Herpes (HSV-2 and HSV-1 genital infections) causes recurring outbreaks of painful sores, though many people have mild or infrequent episodes. Daily antiviral medication reduces the frequency of outbreaks and lowers transmission risk, but doesn’t eliminate the virus. Even with suppressive medication, the virus still sheds asymptomatically on a small percentage of days, meaning transmission remains possible at low levels. Blood testing for herpes antibodies catches most infections at about one month, with four months needed to detect nearly all.

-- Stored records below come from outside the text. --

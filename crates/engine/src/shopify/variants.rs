//! Variant feed queries against the Admin API.

use std::future::Future;

use tracing::instrument;

use super::types::{VariantFeedRequest, VariantPage, VariantScan, VariantsData};
use super::{ShopifyClient, ShopifyError};

/// Hard stop for full feed walks.
const MAX_SCAN_PAGES: u32 = 1_000;
/// Progress log cadence during full feed walks.
const PROGRESS_EVERY: u32 = 100;

/// Inventory, per-location availability, and both sync metafields ride in
/// one query so a page never costs extra round-trips.
const VARIANT_FEED_QUERY: &str = r#"
query VariantFeed($first: Int!, $after: String, $query: String, $sortKey: ProductVariantSortKeys, $reverse: Boolean) {
    productVariants(first: $first, after: $after, query: $query, sortKey: $sortKey, reverse: $reverse) {
        pageInfo {
            hasNextPage
            endCursor
        }
        nodes {
            id
            title
            sku
            barcode
            inventoryQuantity
            product {
                id
                title
                tags
            }
            inventoryItem {
                id
                inventoryLevels(first: 10) {
                    nodes {
                        location {
                            id
                            name
                        }
                        quantities(names: ["available"]) {
                            name
                            quantity
                        }
                    }
                }
            }
            pimSync: metafield(namespace: "custom", key: "pim_sync") {
                value
            }
            pimSyncTimestamp: metafield(namespace: "custom", key: "pim_kr_sync_timestamp") {
                value
            }
        }
    }
}
"#;

impl ShopifyClient {
    /// Fetch one backend page of active product variants.
    ///
    /// Variants whose global ID does not parse, or that carry no level at
    /// the requested location, are dropped from the page.
    ///
    /// # Errors
    ///
    /// Returns an error if the API request fails or returns GraphQL errors.
    #[instrument(
        skip(self, request),
        fields(page_size = request.page_size, location = ?request.location_id)
    )]
    pub async fn fetch_variants(
        &self,
        request: &VariantFeedRequest,
    ) -> Result<VariantPage, ShopifyError> {
        let variables = serde_json::json!({
            "first": request.page_size,
            "after": request.cursor,
            "query": request.effective_query(),
            "sortKey": request.sort_key,
            "reverse": request.sort_reverse,
        });

        let data: VariantsData = self.execute(VARIANT_FEED_QUERY, Some(variables)).await?;
        let connection = data.product_variants;
        let fetched = connection.nodes.len();

        let variants: Vec<_> = connection
            .nodes
            .into_iter()
            .filter_map(|node| node.into_record(request.location_id))
            .collect();

        let dropped = fetched - variants.len();
        if dropped > 0 {
            tracing::debug!(
                dropped,
                location = ?request.location_id,
                "dropped variants without a usable record"
            );
        }

        Ok(VariantPage {
            variants,
            has_next_page: connection.page_info.has_next_page,
            end_cursor: connection.page_info.end_cursor,
        })
    }

    /// Walk the whole variant feed.
    ///
    /// Follows cursors until Shopify reports no next page, never past
    /// [`MAX_SCAN_PAGES`]. A failure on the first page aborts; a failure
    /// later in the walk logs, stops the walk, and returns what was
    /// accumulated with `complete = false` so the caller can decide whether
    /// a partial catalog is still worth processing.
    ///
    /// # Errors
    ///
    /// Returns the first page's error if page one cannot be fetched.
    pub async fn fetch_all_variants(
        &self,
        request: &VariantFeedRequest,
    ) -> Result<VariantScan, ShopifyError> {
        walk_feed(request.cursor.clone(), |cursor| {
            let page_request = VariantFeedRequest {
                cursor,
                ..request.clone()
            };
            async move { self.fetch_variants(&page_request).await }
        })
        .await
    }
}

/// Cursor-walk loop shared by [`ShopifyClient::fetch_all_variants`].
///
/// Generic over the page fetcher so the termination rules are testable
/// without a live store.
async fn walk_feed<F, Fut>(
    start_cursor: Option<String>,
    mut fetch: F,
) -> Result<VariantScan, ShopifyError>
where
    F: FnMut(Option<String>) -> Fut,
    Fut: Future<Output = Result<VariantPage, ShopifyError>>,
{
    let mut scan = VariantScan::default();
    let mut cursor = start_cursor;

    while scan.pages_fetched < MAX_SCAN_PAGES {
        let page = match fetch(cursor.clone()).await {
            Ok(page) => page,
            Err(error) if scan.pages_fetched == 0 => return Err(error),
            Err(error) => {
                tracing::warn!(
                    pages_fetched = scan.pages_fetched,
                    %error,
                    "variant scan page failed, continuing with what was fetched"
                );
                return Ok(scan);
            }
        };

        scan.pages_fetched += 1;
        scan.variants.extend(page.variants);

        if scan.pages_fetched % PROGRESS_EVERY == 0 {
            tracing::info!(
                pages = scan.pages_fetched,
                variants = scan.variants.len(),
                "variant scan progress"
            );
        }

        if !page.has_next_page {
            scan.complete = true;
            return Ok(scan);
        }

        cursor = page.end_cursor;
        if cursor.is_none() {
            // Without a fresh cursor another fetch would spin on the same
            // page forever.
            tracing::warn!("next page reported but no cursor returned, stopping");
            return Ok(scan);
        }
    }

    tracing::warn!(cap = MAX_SCAN_PAGES, "variant scan hit the page cap, stopping early");
    Ok(scan)
}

HPV is the most nuanced case. While there’s no treatment that eliminates the virus itself, roughly 80% of HPV infections clear on their own within two years as the immune system suppresses the virus. The remaining 20% can persist and, depending on the HPV strain, potentially lead to genital warts or cervical and other cancers. Vaccination prevents infection with the highest-risk strains and is most effective when given before sexual activity begins. Cervical screening (Pap smears) can detect HPV-related cell changes starting a few weeks to months after infection.

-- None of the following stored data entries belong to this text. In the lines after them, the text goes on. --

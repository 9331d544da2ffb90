//! Typed, cached access to the settings table.
//!
//! Reads go through an in-process cache (60-minute TTL); writes go straight
//! to the database and forget the cached entry, so every read after a write
//! in the same process sees the new value. Absence is cached too - a key
//! that is not configured does not hit the database on every read.
//!
//! The store is passed explicitly to everything that needs configuration.
//! Nothing in the engine reads settings through a global.

use std::sync::Arc;
use std::time::Duration;

use moka::future::Cache;
use secrecy::SecretString;
use sqlx::PgPool;

use crate::db::{RepositoryError, SettingsRepository};
use crate::warehouse::WarehouseCredentials;

/// Setting keys used by the sync engine.
pub mod keys {
    /// Kill switch for the `shopify sync-stock` command. Absent means on.
    pub const STOCK_SYNC_ENABLED: &str = "enable_shopify_stock_sync";
    /// Warehouse counts at or below this value push zero to Shopify.
    pub const MIN_STOCK_THRESHOLD: &str = "min_stock_threshold";
    /// Numeric location ID used when no `--location` is given.
    pub const DEFAULT_LOCATION_ID: &str = "shopify_default_location_id";
    /// Sellmate stock endpoint.
    pub const WAREHOUSE_API_URL: &str = "warehouse_api_url";
    /// Sellmate bearer token.
    pub const WAREHOUSE_API_TOKEN: &str = "warehouse_api_token";
}

/// Threshold applied when [`keys::MIN_STOCK_THRESHOLD`] is not configured.
pub const DEFAULT_MIN_STOCK_THRESHOLD: i64 = 2;

const CACHE_TTL: Duration = Duration::from_secs(60 * 60);
const CACHE_CAPACITY: u64 = 200;

/// Cached, typed view of the settings table.
#[derive(Clone)]
pub struct SettingsStore {
    inner: Arc<SettingsStoreInner>,
}

struct SettingsStoreInner {
    pool: PgPool,
    cache: Cache<String, Option<String>>,
}

impl SettingsStore {
    /// Create a store over the given pool.
    #[must_use]
    pub fn new(pool: PgPool) -> Self {
        let cache = Cache::builder()
            .max_capacity(CACHE_CAPACITY)
            .time_to_live(CACHE_TTL)
            .build();

        Self {
            inner: Arc::new(SettingsStoreInner { pool, cache }),
        }
    }

    /// Read a raw setting value, going to the database on cache miss.
    ///
    /// # Errors
    ///
    /// Returns `RepositoryError::Database` if the query fails.
    pub async fn get(&self, key: &str) -> Result<Option<String>, RepositoryError> {
        if let Some(cached) = self.inner.cache.get(key).await {
            return Ok(cached);
        }

        let repo = SettingsRepository::new(&self.inner.pool);
        let value = repo.get(key).await?.map(|setting| setting.value);
        self.inner.cache.insert(key.to_string(), value.clone()).await;

        Ok(value)
    }

    /// Write a setting and forget the cached entry.
    ///
    /// # Errors
    ///
    /// Returns `RepositoryError::Database` if the query fails.
    pub async fn set(
        &self,
        key: &str,
        value: &str,
        value_type: &str,
        group: &str,
    ) -> Result<(), RepositoryError> {
        let repo = SettingsRepository::new(&self.inner.pool);
        repo.set(key, value, value_type, group).await?;
        self.inner.cache.invalidate(key).await;

        Ok(())
    }

    /// Whether the automated stock sync is enabled.
    ///
    /// The flag is a kill switch; a missing row must not silently disable
    /// the sync, so absence reads as enabled.
    ///
    /// # Errors
    ///
    /// Returns `RepositoryError::Database` if the query fails.
    pub async fn stock_sync_enabled(&self) -> Result<bool, RepositoryError> {
        let value = self.get(keys::STOCK_SYNC_ENABLED).await?;
        Ok(value.as_deref().is_none_or(parse_bool))
    }

    /// The minimum-stock threshold for the zero-forcing rule.
    ///
    /// # Errors
    ///
    /// Returns `RepositoryError::Database` if the query fails, or
    /// `RepositoryError::DataCorruption` if the stored value is not an
    /// integer.
    pub async fn min_stock_threshold(&self) -> Result<i64, RepositoryError> {
        match self.get(keys::MIN_STOCK_THRESHOLD).await? {
            None => Ok(DEFAULT_MIN_STOCK_THRESHOLD),
            Some(raw) => parse_i64(&raw).ok_or_else(|| {
                RepositoryError::DataCorruption(format!(
                    "setting {} is not an integer: {raw:?}",
                    keys::MIN_STOCK_THRESHOLD
                ))
            }),
        }
    }

    /// The configured default location, if any.
    ///
    /// # Errors
    ///
    /// Returns `RepositoryError::Database` if the query fails, or
    /// `RepositoryError::DataCorruption` if the stored value is not an
    /// integer.
    pub async fn default_location_id(&self) -> Result<Option<i64>, RepositoryError> {
        match self.get(keys::DEFAULT_LOCATION_ID).await? {
            None => Ok(None),
            Some(raw) => parse_i64(&raw).map(Some).ok_or_else(|| {
                RepositoryError::DataCorruption(format!(
                    "setting {} is not an integer: {raw:?}",
                    keys::DEFAULT_LOCATION_ID
                ))
            }),
        }
    }

    /// Warehouse credentials from the settings table.
    ///
    /// Returns `None` when neither key is configured - callers fall back to
    /// the environment pair from [`crate::config::EngineConfig`].
    ///
    /// # Errors
    ///
    /// Returns `RepositoryError::DataCorruption` if only one of the two
    /// keys is set.
    pub async fn warehouse_credentials(
        &self,
    ) -> Result<Option<WarehouseCredentials>, RepositoryError> {
        let api_url = self.get(keys::WAREHOUSE_API_URL).await?;
        let api_token = self.get(keys::WAREHOUSE_API_TOKEN).await?;

        match (api_url, api_token) {
            (Some(url), Some(token)) => Ok(Some(WarehouseCredentials {
                api_url: url,
                api_token: SecretString::from(token),
            })),
            (None, None) => Ok(None),
            _ => Err(RepositoryError::DataCorruption(
                "incomplete warehouse credentials: url and token must both be set".to_string(),
            )),
        }
    }
}

fn parse_bool(raw: &str) -> bool {
    matches!(raw.trim(), "1" | "true")
}

fn parse_i64(raw: &str) -> Option<i64> {
    raw.trim().parse().ok()
}

#[cfg(test)]
#[allow(clippy::unwrap_used)]
mod tests {
    use super::*;

    #[test]
    fn test_parse_bool_accepts_stored_forms() {
        assert!(parse_bool("1"));
        assert!(parse_bool("true"));
        assert!(parse_bool(" true "));
        assert!(!parse_bool("0"));
        assert!(!parse_bool("false"));
        assert!(!parse_bool("yes"));
        assert!(!parse_bool(""));
    }

    #[test]
    fn test_parse_i64() {
        assert_eq!(parse_i64("2"), Some(2));
        assert_eq!(parse_i64(" 42 "), Some(42));
        assert_eq!(parse_i64("2.5"), None);
        assert_eq!(parse_i64("abc"), None);
    }

    #[test]
    fn test_default_threshold() {
        assert_eq!(DEFAULT_MIN_STOCK_THRESHOLD, 2);
    }

    #[test]
    fn test_store_is_clone() {
        fn assert_clone<T: Clone>() {}
        assert_clone::<SettingsStore>();
    }

    #[test]
    fn test_store_is_send_sync() {
        fn assert_send_sync<T: Send + Sync>() {}
        assert_send_sync::<SettingsStore>();
    }
}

Hepatitis B can become a chronic lifelong infection in about 5% of adults who contract it, though most adults clear the virus on their own. A highly effective vaccine prevents hepatitis B entirely. Blood testing picks up infection at roughly three to six weeks after exposure.
Why Reinfection Matters for Curable STIs
Curing an STI doesn’t give you immunity to it. You can catch the same infection again from an untreated partner or a new partner. This is one of the most common reasons people test positive for the same STI multiple times.
To break the cycle, treating sexual partners at the same time is critical. For chlamydia and gonorrhea, many clinicians offer what’s called expedited partner therapy: giving the diagnosed patient a prescription or medication to pass directly to their partner, so the partner can be treated without a separate clinic visit. This approach is especially useful when a partner might not seek care on their own, and it significantly reduces reinfection rates.
Testing Timelines at a Glance
- Chlamydia and gonorrhea: 1 week for most cases, 2 weeks for nearly all
- Trichomoniasis: 1 week for most, 1 month for nearly all
- Syphilis: 1 month for most, 3 months for nearly all
- HIV (blood test): 2 weeks for most, 6 weeks for nearly all
- Herpes: 1 month for most, 4 months for nearly all
- Hepatitis B: 3 to 6 weeks
- Hepatitis C: 2 months for most, 6 months for nearly all
Testing too early after exposure can produce a false negative. If you had a recent exposure and your first test comes back negative, retesting at the outer end of the window gives you the most reliable answer.